### WHAT THE TASK REQUIRES
Within the material below, locate the line with "the configured allow-lists." and the line with "than aborting startup.", then return those two lines and all lines between them, exactly as written.

### DATA
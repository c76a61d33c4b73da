//! CORS policy assembled from the configured allow-lists.

use axum::http::{HeaderName, HeaderValue, Method};
use tower_http::cors::CorsLayer;

use crate::config::CorsConfig;

/// Build the CORS layer. Entries that fail to parse are skipped with a
/// warning rather than aborting startup.
pub fn cors_layer(config: &CorsConfig) -> CorsLayer {
    let origins: Vec<HeaderValue> = parse_list(&config.allowed_origins, "origin");
    let methods: Vec<Method> = parse_list(&config.allowed_methods, "method");
    let headers: Vec<HeaderName> = parse_list(&config.allowed_headers, "header");

    // Credentials are allowed because the access token travels in a cookie.
    // tower-http forbids the wildcard origin in that mode, which is why the
    // origin list is always explicit.
    CorsLayer::new()
        .allow_origin(origins)
        .allow_methods(methods)
        .allow_headers(headers)
        .allow_credentials(true)
}

fn parse_list<T: std::str::FromStr>(values: &[String], kind: &'static str) -> Vec<T> {
    values
        .iter()
        .filter_map(|raw| match raw.parse() {
            Ok(parsed) => Some(parsed),
            Err(_) => {
                tracing::warn!(value = %raw, kind, "ignoring unparseable CORS entry");
                None
            }
        })
        .collect()
}
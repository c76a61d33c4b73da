//! Transparent request forwarding to backend services.
//!
//! # Responsibilities
//! - Rebuild the inbound request against the backend base URL
//! - Strip hop-by-hop headers; pass everything else through, including
//!   `Authorization` and cookies
//! - Inject gateway-verified identity headers on authenticated routes
//! - Stream the backend response back byte-for-byte
//!
//! # Design Decisions
//! - Bodies are streamed in both directions, never buffered
//! - Backend 4xx/5xx pass through untouched; only transport-level failures
//!   become gateway errors (502/504)
//! - Every backend call is bounded by a timeout so one hung service cannot
//!   pin a client connection

use std::time::Duration;

use axum::{
    body::Body,
    http::{header, HeaderMap, HeaderValue, Request, Response, Uri},
};
use hyper_util::{
    client::legacy::{connect::HttpConnector, Client},
    rt::TokioExecutor,
};
use url::Url;

use crate::auth::TokenClaims;
use crate::error::GatewayError;

/// Identity headers trusted by backends because only the gateway sets them.
pub const X_USER_ID: &str = "x-user-id";
pub const X_USER_EMAIL: &str = "x-user-email";
pub const X_USER_ROLE: &str = "x-user-role";

/// Pure I/O relay: replays a request against a backend and hands the
/// response back unchanged.
#[derive(Clone)]
pub struct Forwarder {
    client: Client<HttpConnector, Body>,
    timeout: Duration,
}

impl Forwarder {
    pub fn new(timeout: Duration) -> Self {
        let client = Client::builder(TokioExecutor::new()).build(HttpConnector::new());
        Self { client, timeout }
    }

    /// Forward `request` to `backend`, attaching `identity` headers when the
    /// pipeline verified a token.
    pub async fn forward(
        &self,
        mut request: Request<Body>,
        backend: &Url,
        identity: Option<&TokenClaims>,
    ) -> Result<Response<Body>, GatewayError> {
        let uri = backend_uri(backend, request.uri())?;
        *request.uri_mut() = uri;

        let headers = request.headers_mut();
        strip_hop_by_hop(headers);
        // The client must not be able to smuggle identity past the gateway.
        strip_identity(headers);
        // Let the client stack derive Host from the backend authority.
        headers.remove(header::HOST);
        if let Some(claims) = identity {
            inject_identity(headers, claims)?;
        }

        match tokio::time::timeout(self.timeout, self.client.request(request)).await {
            Ok(Ok(response)) => {
                let (parts, body) = response.into_parts();
                Ok(Response::from_parts(parts, Body::new(body)))
            }
            Ok(Err(err)) => {
                tracing::error!(error = %err, backend = %backend, "backend request failed");
                Err(GatewayError::BackendUnreachable)
            }
            Err(_) => {
                tracing::error!(backend = %backend, timeout = ?self.timeout, "backend timed out");
                Err(GatewayError::BackendTimeout)
            }
        }
    }
}

/// Headers meaningful only for a single hop.
fn strip_hop_by_hop(headers: &mut HeaderMap) {
    headers.remove(header::CONNECTION);
    headers.remove(header::PROXY_AUTHENTICATE);
    headers.remove(header::PROXY_AUTHORIZATION);
    headers.remove(header::TE);
    headers.remove(header::TRAILER);
    headers.remove(header::TRANSFER_ENCODING);
    headers.remove(header::UPGRADE);
    headers.remove("keep-alive");
}

fn strip_identity(headers: &mut HeaderMap) {
    headers.remove(X_USER_ID);
    headers.remove(X_USER_EMAIL);
    headers.remove(X_USER_ROLE);
}

fn inject_identity(headers: &mut HeaderMap, claims: &TokenClaims) -> Result<(), GatewayError> {
    let pairs = [
        (X_USER_ID, &claims.subject),
        (X_USER_EMAIL, &claims.email),
        (X_USER_ROLE, &claims.role),
    ];
    for (name, value) in pairs {
        let value = HeaderValue::from_str(value).map_err(|_| {
            tracing::error!(header = name, "claim not representable as a header value");
            GatewayError::Internal
        })?;
        headers.insert(name, value);
    }
    Ok(())
}

fn backend_uri(backend: &Url, original: &Uri) -> Result<Uri, GatewayError> {
    let path_and_query = original
        .path_and_query()
        .map(|pq| pq.as_str())
        .unwrap_or("/");
    let base = backend.as_str().trim_end_matches('/');

    format!("{base}{path_and_query}").parse().map_err(|err| {
        tracing::error!(error = %err, backend = %backend, "failed to build backend URI");
        GatewayError::Internal
    })
}

#[cfg(test)]
mod tests {
    use super::*;

    #[test]
    fn backend_uri_keeps_path_and_query() {
        let backend = Url::parse("http://localhost:3002").unwrap();
        let original: Uri = "/api/trains?limit=10".parse().unwrap();
        let uri = backend_uri(&backend, &original).unwrap();
        assert_eq!(uri.to_string(), "http://localhost:3002/api/trains?limit=10");
    }

    #[test]
    fn backend_uri_tolerates_trailing_slash_on_base() {
        let backend = Url::parse("http://localhost:3002/").unwrap();
        let original: Uri = "/api/trains".parse().unwrap();
        let uri = backend_uri(&backend, &original).unwrap();
        assert_eq!(uri.to_string(), "http://localhost:3002/api/trains");
    }

    #[test]
    fn hop_by_hop_headers_are_stripped_but_auth_survives() {
        let mut headers = HeaderMap::new();
        headers.insert(header::CONNECTION, HeaderValue::from_static("keep-alive"));
        headers.insert(header::TRANSFER_ENCODING, HeaderValue::from_static("chunked"));
        headers.insert(header::AUTHORIZATION, HeaderValue::from_static("Bearer t"));
        headers.insert(header::COOKIE, HeaderValue::from_static("accessToken=t"));

        strip_hop_by_hop(&mut headers);

        assert!(headers.get(header::CONNECTION).is_none());
        assert!(headers.get(header::TRANSFER_ENCODING).is_none());
        assert!(headers.get(header::AUTHORIZATION).is_some());
        assert!(headers.get(header::COOKIE).is_some());
    }

    #[test]
    fn client_supplied_identity_is_replaced() {
        let mut headers = HeaderMap::new();
        headers.insert(X_USER_ID, HeaderValue::from_static("spoofed"));
        headers.insert(X_USER_ROLE, HeaderValue::from_static("ADMIN"));

        strip_identity(&mut headers);
        let claims = TokenClaims {
            subject: "user-9".into(),
            email: "u9@example.com".into(),
            role: "USER".into(),
        };
        inject_identity(&mut headers, &claims).unwrap();

        assert_eq!(headers.get(X_USER_ID).unwrap(), "user-9");
        assert_eq!(headers.get(X_USER_EMAIL).unwrap(), "u9@example.com");
        assert_eq!(headers.get(X_USER_ROLE).unwrap(), "USER");
    }
}
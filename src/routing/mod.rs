//! Routing subsystem.
//!
//! # Data Flow
//! ```text
//! Incoming Request (method, path)
//!     → router.rs (scan table in declaration order)
//!     → matcher.rs (segment-by-segment pattern match)
//!     → Return: matched RouteDescriptor or explicit no-match
//!
//! Table Construction (at startup):
//!     ServiceUrls
//!     → RouteTable::standard (full production table)
//!     → Freeze as immutable RouteTable, shared via Arc
//! ```
//!
//! # Design Decisions
//! - Table is immutable after startup; unsynchronized concurrent reads
//! - No regex in the hot path; `:param` segments only
//! - First match wins, so exact paths are declared before parameterized ones
//! - Tests swap in a hand-built table instead of the standard one

pub mod matcher;
pub mod router;

pub use matcher::PathPattern;
pub use router::{RouteDescriptor, RouteTable};
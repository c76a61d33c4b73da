//! Observability subsystem.
//!
//! # Data Flow
//! ```text
//! All subsystems produce:
//!     → logging.rs (structured log events via tracing)
//!     → metrics.rs (counters, histograms via the metrics crate)
//!
//! Consumers:
//!     → Log aggregation (stdout)
//!     → Metrics endpoint (Prometheus scrape)
//! ```
//!
//! # Design Decisions
//! - Request ID flows through every log line about a request
//! - Rejections are counted by internal reason, which is more specific than
//!   the client-facing message

pub mod logging;
pub mod metrics;
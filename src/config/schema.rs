//! Configuration schema definitions.

use url::Url;

/// Root configuration for the gateway.
#[derive(Debug, Clone)]
pub struct GatewayConfig {
    /// Bind address (e.g., "0.0.0.0:3000").
    pub listen_addr: String,

    /// HMAC secret used to verify access tokens.
    pub jwt_access_secret: String,

    /// Base URLs of the downstream services.
    pub services: ServiceUrls,

    /// Rate limiting settings.
    pub rate_limit: RateLimitConfig,

    /// CORS allow-lists.
    pub cors: CorsConfig,

    /// Timeout configuration.
    pub timeouts: TimeoutConfig,

    /// Maximum inbound request body size in bytes.
    pub max_body_bytes: usize,

    /// Observability settings.
    pub observability: ObservabilityConfig,
}

/// Base URLs of the eight downstream services the gateway fronts.
#[derive(Debug, Clone)]
pub struct ServiceUrls {
    pub auth: Url,
    pub schedule: Url,
    pub booking: Url,
    pub ticket: Url,
    pub user: Url,
    pub search: Url,
    pub admin: Url,
    pub reporting: Url,
}

/// Fixed-window rate limiting configuration.
#[derive(Debug, Clone)]
pub struct RateLimitConfig {
    /// Maximum requests per client key per window.
    pub requests: u32,

    /// Window length in seconds.
    pub window_secs: u64,
}

impl Default for RateLimitConfig {
    fn default() -> Self {
        Self {
            requests: 100,
            window_secs: 60,
        }
    }
}

/// CORS allow-lists, as configured (unparsed).
#[derive(Debug, Clone)]
pub struct CorsConfig {
    pub allowed_origins: Vec<String>,
    pub allowed_methods: Vec<String>,
    pub allowed_headers: Vec<String>,
}

impl Default for CorsConfig {
    fn default() -> Self {
        Self {
            allowed_origins: vec![
                "http://localhost:3001".to_string(),
                "http://localhost:5173".to_string(),
            ],
            allowed_methods: ["GET", "POST", "PUT", "PATCH", "DELETE", "OPTIONS"]
                .iter()
                .map(|m| m.to_string())
                .collect(),
            allowed_headers: vec!["Content-Type".to_string(), "Authorization".to_string()],
        }
    }
}

/// Timeout configuration.
#[derive(Debug, Clone)]
pub struct TimeoutConfig {
    /// Budget for one backend call in seconds.
    pub forward_secs: u64,

    /// Outer budget for the whole request in seconds.
    pub request_secs: u64,
}

impl Default for TimeoutConfig {
    fn default() -> Self {
        Self {
            forward_secs: 30,
            request_secs: 60,
        }
    }
}

/// Observability configuration.
#[derive(Debug, Clone)]
pub struct ObservabilityConfig {
    /// Log level used as the EnvFilter fallback (trace, debug, info, warn,
    /// error).
    pub log_level: String,

    /// Enable the Prometheus metrics endpoint.
    pub metrics_enabled: bool,

    /// Metrics endpoint bind address.
    pub metrics_address: String,
}

impl Default for ObservabilityConfig {
    fn default() -> Self {
        Self {
            log_level: "info".to_string(),
            metrics_enabled: false,
            metrics_address: "0.0.0.0:9090".to_string(),
        }
    }
}
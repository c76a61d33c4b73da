//! Gateway error taxonomy and client-facing responses.
//!
//! # Design Decisions
//! - Every rejection maps to a JSON body `{"error": "<message>"}` and a
//!   specific status code; backend-originated errors never pass through here
//! - Signature and expiry failures share one client-facing message but stay
//!   distinguishable via [`CredentialFault`] for audit logging
//! - Internal faults return a generic message; detail goes to the log only

use axum::{
    http::{header, HeaderValue, StatusCode},
    response::{IntoResponse, Response},
    Json,
};
use serde_json::json;

/// Internal reason a credential failed verification.
///
/// Never surfaced to the client; logged so operators can tell a tampered
/// token from a stale one.
#[derive(Debug, Clone, Copy, PartialEq, Eq)]
pub enum CredentialFault {
    BadSignature,
    Expired,
    AlgorithmMismatch,
    MalformedToken,
}

impl CredentialFault {
    pub fn as_str(&self) -> &'static str {
        match self {
            CredentialFault::BadSignature => "bad_signature",
            CredentialFault::Expired => "expired",
            CredentialFault::AlgorithmMismatch => "algorithm_mismatch",
            CredentialFault::MalformedToken => "malformed_token",
        }
    }
}

/// All failures the gateway itself can produce.
#[derive(Debug, thiserror::Error)]
pub enum GatewayError {
    #[error("No authentication token found")]
    MissingCredential,

    #[error("Invalid authorization header format")]
    MalformedCredential,

    /// Signature, expiry, algorithm and structural failures collapsed into
    /// one message on the wire.
    #[error("Invalid or expired token")]
    InvalidCredential(CredentialFault),

    #[error("Access denied")]
    Forbidden,

    #[error("Rate limit exceeded")]
    RateLimitExceeded { retry_after_secs: u64 },

    #[error("No matching route found")]
    NotFound,

    #[error("Backend unreachable")]
    BackendUnreachable,

    #[error("Backend timed out")]
    BackendTimeout,

    #[error("Internal server error")]
    Internal,
}

impl GatewayError {
    pub fn status(&self) -> StatusCode {
        match self {
            GatewayError::MissingCredential
            | GatewayError::MalformedCredential
            | GatewayError::InvalidCredential(_) => StatusCode::UNAUTHORIZED,
            GatewayError::Forbidden => StatusCode::FORBIDDEN,
            GatewayError::RateLimitExceeded { .. } => StatusCode::TOO_MANY_REQUESTS,
            GatewayError::NotFound => StatusCode::NOT_FOUND,
            GatewayError::BackendUnreachable => StatusCode::BAD_GATEWAY,
            GatewayError::BackendTimeout => StatusCode::GATEWAY_TIMEOUT,
            GatewayError::Internal => StatusCode::INTERNAL_SERVER_ERROR,
        }
    }

    /// Label for logs and metrics. More specific than the client-facing
    /// message for credential faults.
    pub fn reason(&self) -> &'static str {
        match self {
            GatewayError::MissingCredential => "missing_credential",
            GatewayError::MalformedCredential => "malformed_credential",
            GatewayError::InvalidCredential(fault) => fault.as_str(),
            GatewayError::Forbidden => "forbidden",
            GatewayError::RateLimitExceeded { .. } => "rate_limited",
            GatewayError::NotFound => "not_found",
            GatewayError::BackendUnreachable => "backend_unreachable",
            GatewayError::BackendTimeout => "backend_timeout",
            GatewayError::Internal => "internal",
        }
    }
}

impl IntoResponse for GatewayError {
    fn into_response(self) -> Response {
        let status = self.status();
        let body = Json(json!({ "error": self.to_string() }));
        let mut response = (status, body).into_response();

        if let GatewayError::RateLimitExceeded { retry_after_secs } = self {
            if let Ok(value) = HeaderValue::from_str(&retry_after_secs.to_string()) {
                response.headers_mut().insert(header::RETRY_AFTER, value);
            }
        }

        response
    }
}
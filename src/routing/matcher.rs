//! Path pattern matching.
//!
//! # Design Decisions
//! - Path matching is case-sensitive
//! - A `:name` segment matches exactly one non-empty segment
//! - Trailing slashes are insignificant (`/api/trains/` == `/api/trains`)
//! - No regex to guarantee O(segments) matching

#[derive(Debug, Clone, PartialEq, Eq)]
enum Segment {
    Literal(String),
    Param(String),
}

/// A compiled path pattern like `/api/trains/:id`.
#[derive(Debug, Clone, PartialEq, Eq)]
pub struct PathPattern {
    raw: String,
    segments: Vec<Segment>,
}

impl PathPattern {
    pub fn parse(pattern: &str) -> Self {
        let segments = pattern
            .split('/')
            .filter(|s| !s.is_empty())
            .map(|s| match s.strip_prefix(':') {
                Some(name) => Segment::Param(name.to_string()),
                None => Segment::Literal(s.to_string()),
            })
            .collect();
        Self {
            raw: pattern.to_string(),
            segments,
        }
    }

    /// The pattern as written, for logging and error reporting.
    pub fn as_str(&self) -> &str {
        &self.raw
    }

    pub fn matches(&self, path: &str) -> bool {
        let mut parts = path.split('/').filter(|s| !s.is_empty());
        for segment in &self.segments {
            match (segment, parts.next()) {
                (Segment::Literal(literal), Some(part)) if literal == part => {}
                (Segment::Param(_), Some(_)) => {}
                _ => return false,
            }
        }
        parts.next().is_none()
    }
}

### RESULT FOR THIS TASK
//! CORS policy assembled from the configured allow-lists.

use axum::http::{HeaderName, HeaderValue, Method};
use tower_http::cors::CorsLayer;

use crate::config::CorsConfig;

/// Build the CORS layer. Entries that fail to parse are skipped with a
/// warning rather than aborting startup.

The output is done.